Re: [RFC V2 0/9] x86/mmu:Introduce parallel memory virtualization to boost performance

From: Ben Gardon
Date: Thu Sep 24 2020 - 13:14:19 EST


On Wed, Sep 23, 2020 at 11:28 PM Wanpeng Li <kernellwp@xxxxxxxxx> wrote:
>
> Any comments? Paolo! :)

Hi, sorry to be so late in replying! I wanted to post the first part
of the TDP MMU series I've been working on before responding so we
could discuss the two together, but I haven't been able to get it out
as fast as I would have liked. (I'll send it ASAP!) I'm hopeful that
it will ultimately help address some of the page fault handling and
lock contention issues you're addressing with these patches. I'd also
be happy to work together to add a prepopulation feature to it. I'll
put in some more comments inline below.

> On Wed, 9 Sep 2020 at 11:04, Wanpeng Li <kernellwp@xxxxxxxxx> wrote:
> >
> > Any comments? guys!
> > On Tue, 1 Sep 2020 at 19:52, <yulei.kernel@xxxxxxxxx> wrote:
> > >
> > > From: Yulei Zhang <yulei.kernel@xxxxxxxxx>
> > >
> > > Currently in KVM memory virtulization we relay on mmu_lock to
> > > synchronize the memory mapping update, which make vCPUs work
> > > in serialize mode and slow down the execution, especially after
> > > migration to do substantial memory mapping will cause visible
> > > performance drop, and it can get worse if guest has more vCPU
> > > numbers and memories.
> > >
> > > The idea we present in this patch set is to mitigate the issue
> > > with pre-constructed memory mapping table. We will fast pin the
> > > guest memory to build up a global memory mapping table according
> > > to the guest memslots changes and apply it to cr3, so that after
> > > guest starts up all the vCPUs would be able to update the memory
> > > simultaneously without page fault exception, thus the performance
> > > improvement is expected.

My understanding from this RFC is that your primary goal is to
eliminate page fault latencies and lock contention arising from the
first page faults incurred by vCPUs when initially populating the EPT.
Is that right?

I have the impression that the pinning and generally static memory
mappings are more a convenient simplification than part of a larger
goal to avoid incurring page faults down the line. Is that correct?

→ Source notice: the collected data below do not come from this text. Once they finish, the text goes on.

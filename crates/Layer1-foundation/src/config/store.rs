//! JSON 설정 파일 저장소

use crate::{Error, Result};
use serde::{de::DeserializeOwned, Serialize};
use std::path::{Path, PathBuf};

/// 설정 폴더 이름
pub const CONFIG_DIR_NAME: &str = ".herald";

/// JSON 설정 저장소
#[derive(Debug, Clone)]
pub struct ConfigStore {
    base_dir: PathBuf,
}

impl ConfigStore {
    pub fn new(base_dir: impl Into<PathBuf>) -> Self {
        Self {
            base_dir: base_dir.into(),
        }
    }

    /// 사용자 설정 (~/.herald/)
    pub fn user() -> Result<Self> {
        let dir = dirs::home_dir()
            .ok_or_else(|| Error::Config("Cannot find home directory".to_string()))?
            .join(CONFIG_DIR_NAME);
        Ok(Self::new(dir))
    }

    /// 프로젝트 설정 (<root>/.herald/)
    pub fn project(root: impl Into<PathBuf>) -> Self {
        Self::new(root.into().join(CONFIG_DIR_NAME))
    }

    pub fn base_dir(&self) -> &Path {
        &self.base_dir
    }

    pub fn file_path(&self, filename: &str) -> PathBuf {
        self.base_dir.join(filename)
    }

    /// JSON 로드
    pub fn load<T: DeserializeOwned>(&self, filename: &str) -> Result<T> {
        load_json(&self.file_path(filename))
    }

    /// JSON 로드 (Optional)
    pub fn load_optional<T: DeserializeOwned>(&self, filename: &str) -> Result<Option<T>> {
        let path = self.file_path(filename);
        if !path.exists() {
            return Ok(None);
        }
        load_json(&path).map(Some)
    }

    /// Writes `data` as pretty JSON, creating the directory on first save.
    pub fn save<T: Serialize>(&self, filename: &str, data: &T) -> Result<()> {
        std::fs::create_dir_all(&self.base_dir)?;
        let content = serde_json::to_string_pretty(data)?;
        std::fs::write(self.file_path(filename), content)?;
        Ok(())
    }
}

/// 경로에서 JSON 로드 (읽기 실패는 Io, 형식 오류는 Config)
pub(crate) fn load_json<T: DeserializeOwned>(path: &Path) -> Result<T> {
    let content = std::fs::read_to_string(path)?;
    serde_json::from_str(&content)
        .map_err(|e| Error::Config(format!("Failed to parse {}: {}", path.display(), e)))
}
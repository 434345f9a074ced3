//! Event - 이벤트 기본 계약
//!
//! 브로커가 `fire` 호출마다 새로 만들어 리스너에게 전달하는 값입니다.
//!
//! ## 사용법
//!
//! ```ignore
//! use herald_foundation::{impl_event, event::{Event, EventArgs, EventState}};
//!
//! #[derive(Debug)]
//! struct Message {
//!     state: EventState,
//!     content: String,
//! }
//!
//! impl_event!(Message);
//!
//! impl Message {
//!     fn from_args(args: &EventArgs) -> herald_foundation::Result<Self> {
//!         Ok(Self { state: EventState::new(), content: args.required(0)? })
//!     }
//! }
//! ```

pub mod args;
pub mod types;

pub use args::EventArgs;
pub use types::{AsAny, Event, EventState};
//! Listener - 리스너 핸들
//!
//! 클로저를 `Arc`로 감싼 핸들입니다. 동등성은 핸들 identity로 판단하므로
//! 같은 핸들의 clone끼리는 같고, 따로 만든 핸들은 같은 함수라도 다릅니다.

use herald_foundation::{Event, Result};
use std::fmt;
use std::sync::atomic::{AtomicU64, Ordering};
use std::sync::Arc;

/// Callback signature shared by every listener.
pub type ListenerFn = dyn Fn(&mut dyn Event) -> Result<()> + Send + Sync;

static NEXT_LISTENER_ID: AtomicU64 = AtomicU64::new(1);

/// 리스너 ID (프로세스 내 고유)
#[derive(Debug, Clone, Copy, PartialEq, Eq, Hash, PartialOrd, Ord)]
pub struct ListenerId(u64);

impl ListenerId {
    fn next() -> Self {
        Self(NEXT_LISTENER_ID.fetch_add(1, Ordering::Relaxed))
    }

    pub fn as_u64(&self) -> u64 {
        self.0
    }
}

impl fmt::Display for ListenerId {
    fn fmt(&self, f: &mut fmt::Formatter<'_>) -> fmt::Result {
        write!(f, "listener-{}", self.0)
    }
}

struct ListenerInner {
    id: ListenerId,
    name: Option<String>,
    callback: Box<ListenerFn>,
}

/// Cloneable handle to a registered callback.
#[derive(Clone)]
pub struct Listener {
    inner: Arc<ListenerInner>,
}

impl Listener {
    /// 익명 리스너 생성
    pub fn new<F>(callback: F) -> Self
    where
        F: Fn(&mut dyn Event) -> Result<()> + Send + Sync + 'static,
    {
        Self::build(None, callback)
    }

    /// 이름 있는 리스너 생성 (로그 출력용)
    pub fn named<F>(name: impl Into<String>, callback: F) -> Self
    where
        F: Fn(&mut dyn Event) -> Result<()> + Send + Sync + 'static,
    {
        Self::build(Some(name.into()), callback)
    }

    fn build<F>(name: Option<String>, callback: F) -> Self
    where
        F: Fn(&mut dyn Event) -> Result<()> + Send + Sync + 'static,
    {
        Self {
            inner: Arc::new(ListenerInner {
                id: ListenerId::next(),
                name,
                callback: Box::new(callback),
            }),
        }
    }

    pub fn id(&self) -> ListenerId {
        self.inner.id
    }

    pub fn name(&self) -> Option<&str> {
        self.inner.name.as_deref()
    }

    /// Invoke the callback with the event as its only argument.
    pub fn call(&self, event: &mut dyn Event) -> Result<()> {
        (self.inner.callback)(event)
    }
}

impl PartialEq for Listener {
    fn eq(&self, other: &Self) -> bool {
        Arc::ptr_eq(&self.inner, &other.inner)
    }
}

impl Eq for Listener {}

impl std::hash::Hash for Listener {
    fn hash<H: std::hash::Hasher>(&self, state: &mut H) {
        self.inner.id.hash(state);
    }
}

impl fmt::Display for Listener {
    fn fmt(&self, f: &mut fmt::Formatter<'_>) -> fmt::Result {
        match &self.inner.name {
            Some(name) => write!(f, "{}", name),
            None => write!(f, "{}", self.inner.id),
        }
    }
}

impl fmt::Debug for Listener {
    fn fmt(&self, f: &mut fmt::Formatter<'_>) -> fmt::Result {
        f.debug_struct("Listener")
            .field("id", &self.inner.id)
            .field("name", &self.inner.name)
            .finish()
    }
}

#[cfg(test)]
mod tests {
    use super::*;
    use herald_foundation::{impl_event, EventState};
    use std::sync::atomic::AtomicUsize;

    #[derive(Debug, Default)]
    struct Ping {
        state: EventState,
    }

    impl_event!(Ping);

    fn noop(_: &mut dyn Event) -> Result<()> {
        Ok(())
    }

    #[test]
    fn test_clone_is_equal() {
        let listener = Listener::new(noop);
        assert_eq!(listener, listener.clone());
    }

    #[test]
    fn test_same_function_distinct_handles() {
        let a = Listener::new(noop);
        let b = Listener::new(noop);
        assert_ne!(a, b);
        assert_ne!(a.id(), b.id());
    }

    #[test]
    fn test_display() {
        let named = Listener::named("audit", noop);
        assert_eq!(named.to_string(), "audit");

        let anon = Listener::new(noop);
        assert_eq!(anon.to_string(), format!("listener-{}", anon.id().as_u64()));
    }

    #[test]
    fn test_call_passes_event() {
        let calls = Arc::new(AtomicUsize::new(0));
        let counter = calls.clone();
        let listener = Listener::new(move |event| {
            counter.fetch_add(1, Ordering::SeqCst);
            event.cancel();
            Ok(())
        });

        let mut event = Ping::default();
        listener.call(&mut event).unwrap();

        assert_eq!(calls.load(Ordering::SeqCst), 1);
        assert!(event.is_canceled());
    }
}
//! Event Factory - 이벤트 이름으로 이벤트 인스턴스 생성
//!
//! 시작 시 이름 -> 생성자 매핑을 명시적으로 등록합니다.
//!
//! ```ignore
//! let events = EventRegistry::new();
//! events.register("message", |args| Message::from_args(args))?;
//! events.register_default::<Shutdown>("shutdown")?;
//! events.register_alias("app.message", "message")?;
//! ```

use herald_foundation::{Error, Event, EventArgs, Result};
use parking_lot::RwLock;
use std::collections::HashMap;
use std::sync::Arc;
use tracing::debug;

/// Produces a fresh event for a name, or `Error::EventNotFound`.
pub trait EventFactory: Send + Sync {
    fn create(&self, name: &str, args: &EventArgs) -> Result<Box<dyn Event>>;
}

/// Boxed constructor stored per event name.
pub type EventConstructor = dyn Fn(&EventArgs) -> Result<Box<dyn Event>> + Send + Sync;

// ============================================================================
// EventRegistry
// ============================================================================

/// 생성자 레지스트리 (기본 EventFactory 구현)
#[derive(Default)]
pub struct EventRegistry {
    constructors: RwLock<HashMap<String, Arc<EventConstructor>>>,
    aliases: RwLock<HashMap<String, String>>,
}

impl EventRegistry {
    pub fn new() -> Self {
        Self::default()
    }

    /// 생성자 등록 (같은 이름이 있으면 교체)
    pub fn register<E, F>(&self, name: impl Into<String>, constructor: F) -> Result<()>
    where
        E: Event,
        F: Fn(&EventArgs) -> Result<E> + Send + Sync + 'static,
    {
        let name = non_empty(name.into(), "event name")?;
        let boxed: Arc<EventConstructor> =
            Arc::new(move |args: &EventArgs| -> Result<Box<dyn Event>> {
                let event: Box<dyn Event> = Box::new(constructor(args)?);
                Ok(event)
            });

        let replaced = self.constructors.write().insert(name.clone(), boxed);
        debug!(event = %name, replaced = replaced.is_some(), "Registered event type");
        Ok(())
    }

    /// 인자 없는 이벤트 등록 (`Default`로 생성)
    pub fn register_default<E>(&self, name: impl Into<String>) -> Result<()>
    where
        E: Event + Default,
    {
        self.register(name, |_| Ok(E::default()))
    }

    /// 다른 이름으로도 같은 생성자를 찾도록 별칭 등록
    pub fn register_alias(
        &self,
        alias: impl Into<String>,
        target: impl Into<String>,
    ) -> Result<()> {
        let alias = non_empty(alias.into(), "alias")?;
        let target = non_empty(target.into(), "alias target")?;
        self.aliases.write().insert(alias, target);
        Ok(())
    }

    /// 등록 해제 (별칭은 유지되지만 더 이상 해석되지 않음)
    pub fn unregister(&self, name: &str) -> bool {
        self.constructors.write().remove(name).is_some()
    }

    /// 이름 또는 별칭으로 해석 가능한지
    pub fn contains(&self, name: &str) -> bool {
        self.resolve(name).is_some()
    }

    /// 등록된 이벤트 이름 (정렬)
    pub fn names(&self) -> Vec<String> {
        let mut names: Vec<String> = self.constructors.read().keys().cloned().collect();
        names.sort();
        names
    }

    /// Exact name first, then alias.
    fn resolve(&self, name: &str) -> Option<Arc<EventConstructor>> {
        let constructors = self.constructors.read();
        if let Some(ctor) = constructors.get(name) {
            return Some(Arc::clone(ctor));
        }
        let aliases = self.aliases.read();
        aliases
            .get(name)
            .and_then(|target| constructors.get(target))
            .map(Arc::clone)
    }
}

impl EventFactory for EventRegistry {
    fn create(&self, name: &str, args: &EventArgs) -> Result<Box<dyn Event>> {
        let constructor = self
            .resolve(name)
            .ok_or_else(|| Error::EventNotFound(name.to_string()))?;
        // Lock is released before running user code.
        constructor(args)
    }
}

impl std::fmt::Debug for EventRegistry {
    fn fmt(&self, f: &mut std::fmt::Formatter<'_>) -> std::fmt::Result {
        f.debug_struct("EventRegistry")
            .field("events", &self.names())
            .field("aliases", &self.aliases.read().len())
            .finish()
    }
}

fn non_empty(value: String, what: &str) -> Result<String> {
    if value.trim().is_empty() {
        return Err(Error::InvalidInput(format!("{} must not be empty", what)));
    }
    Ok(value)
}

// ============================================================================
// 테스트
// ============================================================================

#[cfg(test)]
mod tests {
    use super::*;
    use herald_foundation::{args, impl_event, EventState};

    #[derive(Debug)]
    struct EventA {
        state: EventState,
        content: String,
    }

    impl_event!(EventA);

    #[derive(Debug, Default)]
    struct Tick {
        state: EventState,
    }

    impl_event!(Tick);

    fn registry() -> EventRegistry {
        let registry = EventRegistry::new();
        registry
            .register("EventA", |args| {
                Ok(EventA {
                    state: EventState::new(),
                    content: args.required(0)?,
                })
            })
            .unwrap();
        registry.register_default::<Tick>("Tick").unwrap();
        registry
    }

    #[test]
    fn test_create_with_args() {
        let registry = registry();
        let event = registry.create("EventA", &args!["foo"]).unwrap();

        assert!(!event.is_canceled());
        assert_eq!(event.downcast_ref::<EventA>().unwrap().content, "foo");
    }

    #[test]
    fn test_create_default() {
        let event = registry().create("Tick", &EventArgs::new()).unwrap();
        assert!(event.is::<Tick>());
    }

    #[test]
    fn test_unknown_is_not_found() {
        let err = registry().create("NoSuchEvent", &args![]).unwrap_err();
        assert!(err.is_not_found());
    }

    #[test]
    fn test_bad_args_is_not_not_found() {
        let err = registry().create("EventA", &args![]).unwrap_err();
        assert!(!err.is_not_found());
        assert!(matches!(err, Error::InvalidArgument { index: 0, .. }));
    }

    #[test]
    fn test_alias_resolution() {
        let registry = registry();
        registry.register_alias("app.tick", "Tick").unwrap();

        assert!(registry.contains("app.tick"));
        assert!(registry.create("app.tick", &args![]).unwrap().is::<Tick>());

        registry.unregister("Tick");
        assert!(!registry.contains("app.tick"));
    }

    #[test]
    fn test_empty_names_rejected() {
        let registry = EventRegistry::new();
        assert!(matches!(
            registry.register_default::<Tick>(""),
            Err(Error::InvalidInput(_))
        ));
        assert!(registry.register_alias(" ", "Tick").is_err());
        assert!(registry.names().is_empty());
    }
}
//! 전역 EventBroker
//!
//! 프로세스 기본 브로커는 시작 시 `init_global_broker`로 한 번만 설치합니다.
//! 암묵적인 지연 생성은 없습니다. 가능하면 `Arc<EventBroker>`를 직접
//! 전달하세요.

use crate::broker::EventBroker;
use herald_foundation::{Error, EventArgs, Result};
use std::sync::{Arc, OnceLock};
use tracing::info;

static GLOBAL_BROKER: OnceLock<Arc<EventBroker>> = OnceLock::new();

/// 전역 브로커 설치 (두 번째 호출은 `AlreadyInitialized`)
pub fn init_global_broker(broker: EventBroker) -> Result<Arc<EventBroker>> {
    let broker = Arc::new(broker);
    GLOBAL_BROKER
        .set(Arc::clone(&broker))
        .map_err(|_| Error::AlreadyInitialized)?;
    info!("Global event broker initialized");
    Ok(broker)
}

/// 전역 브로커 가져오기
pub fn global_broker() -> Option<Arc<EventBroker>> {
    GLOBAL_BROKER.get().cloned()
}

/// 전역 브로커로 이벤트 발행 (편의 함수)
pub fn fire(event_name: &str, args: impl Into<EventArgs>) -> Result<()> {
    let broker = GLOBAL_BROKER.get().ok_or(Error::NotInitialized)?;
    broker.fire(event_name, args)?;
    Ok(())
}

I ask because I didn't fully understand, from our conversation on v1
of this RFC, why reimplementing the page fault handler and associated
functions was necessary for the above goals, as I understood them.
My impression of the prepopulation approach is that, KVM will
sequentially populate all the EPT entries to map guest memory. I
understand how this could be optimized to be quite efficient, but I
don't understand how it would scale better than the existing
implementation with one vCPU accessing memory.

> > >
> > > We use memory dirty pattern workload to test the initial patch
> > > set and get positive result even with huge page enabled. For example,
> > > we create guest with 32 vCPUs and 64G memories, and let the vcpus
> > > dirty the entire memory region concurrently, as the initial patch
> > > eliminate the overhead of mmu_lock, in 2M/1G huge page mode we would
> > > get the job done in about 50% faster.

In this benchmark did you include the time required to pre-populate
the EPT or just the time required for the vCPUs to dirty memory?
I ask because I'm curious if your priority is to decrease the total
end-to-end time, or you just care about the guest experience, and not
so much the VM startup time.
How does this compare to the case where 1 vCPU reads every page of
memory and then 32 vCPUs concurrently dirty every page?

> > >
> > > We only validate this feature on Intel x86 platform. And as Ben
> > > pointed out in RFC V1, so far we disable the SMM for resource
> > > consideration, drop the mmu notification as in this case the
> > > memory is pinned.

I'm excited to see big MMU changes like this, and I look forward to
combining our needs towards a better MMU for the x86 TDP case. Have
you thought about how you would build SMM and MMU notifier support
onto this patch series? I know that the invalidate range notifiers, at
least, added a lot of non-trivial complexity to the direct MMU
implementation I presented last year.

> > >
> > > V1->V2:
> > > * Rebase the code to kernel version 5.9.0-rc1.
> > >
> > > Yulei Zhang (9):
> > > Introduce new fields in kvm_arch/vcpu_arch struct for direct build EPT
> > > support
> > > Introduce page table population function for direct build EPT feature
> > > Introduce page table remove function for direct build EPT feature
> > > Add release function for direct build ept when guest VM exit
> > > Modify the page fault path to meet the direct build EPT requirement
> > > Apply the direct build EPT according to the memory slots change
> > > Add migration support when using direct build EPT
> > > Introduce kvm module parameter global_tdp to turn on the direct build
> > > EPT mode
> > > Handle certain mmu exposed functions properly while turn on direct
> > > build EPT mode
> > >
> > > arch/mips/kvm/mips.c | 13 +
> > > arch/powerpc/kvm/powerpc.c | 13 +
> > > arch/s390/kvm/kvm-s390.c | 13 +
> > > arch/x86/include/asm/kvm_host.h | 13 +-
> > > arch/x86/kvm/mmu/mmu.c | 533 ++++++++++++++++++++++++++++++--
> > > arch/x86/kvm/svm/svm.c | 2 +-
> > > arch/x86/kvm/vmx/vmx.c | 7 +-
> > > arch/x86/kvm/x86.c | 55 ++--
> > > include/linux/kvm_host.h | 7 +-
> > > virt/kvm/kvm_main.c | 43 ++-
> > > 10 files changed, 639 insertions(+), 60 deletions(-)
> > >
> > > --
> > > 2.17.1
> > >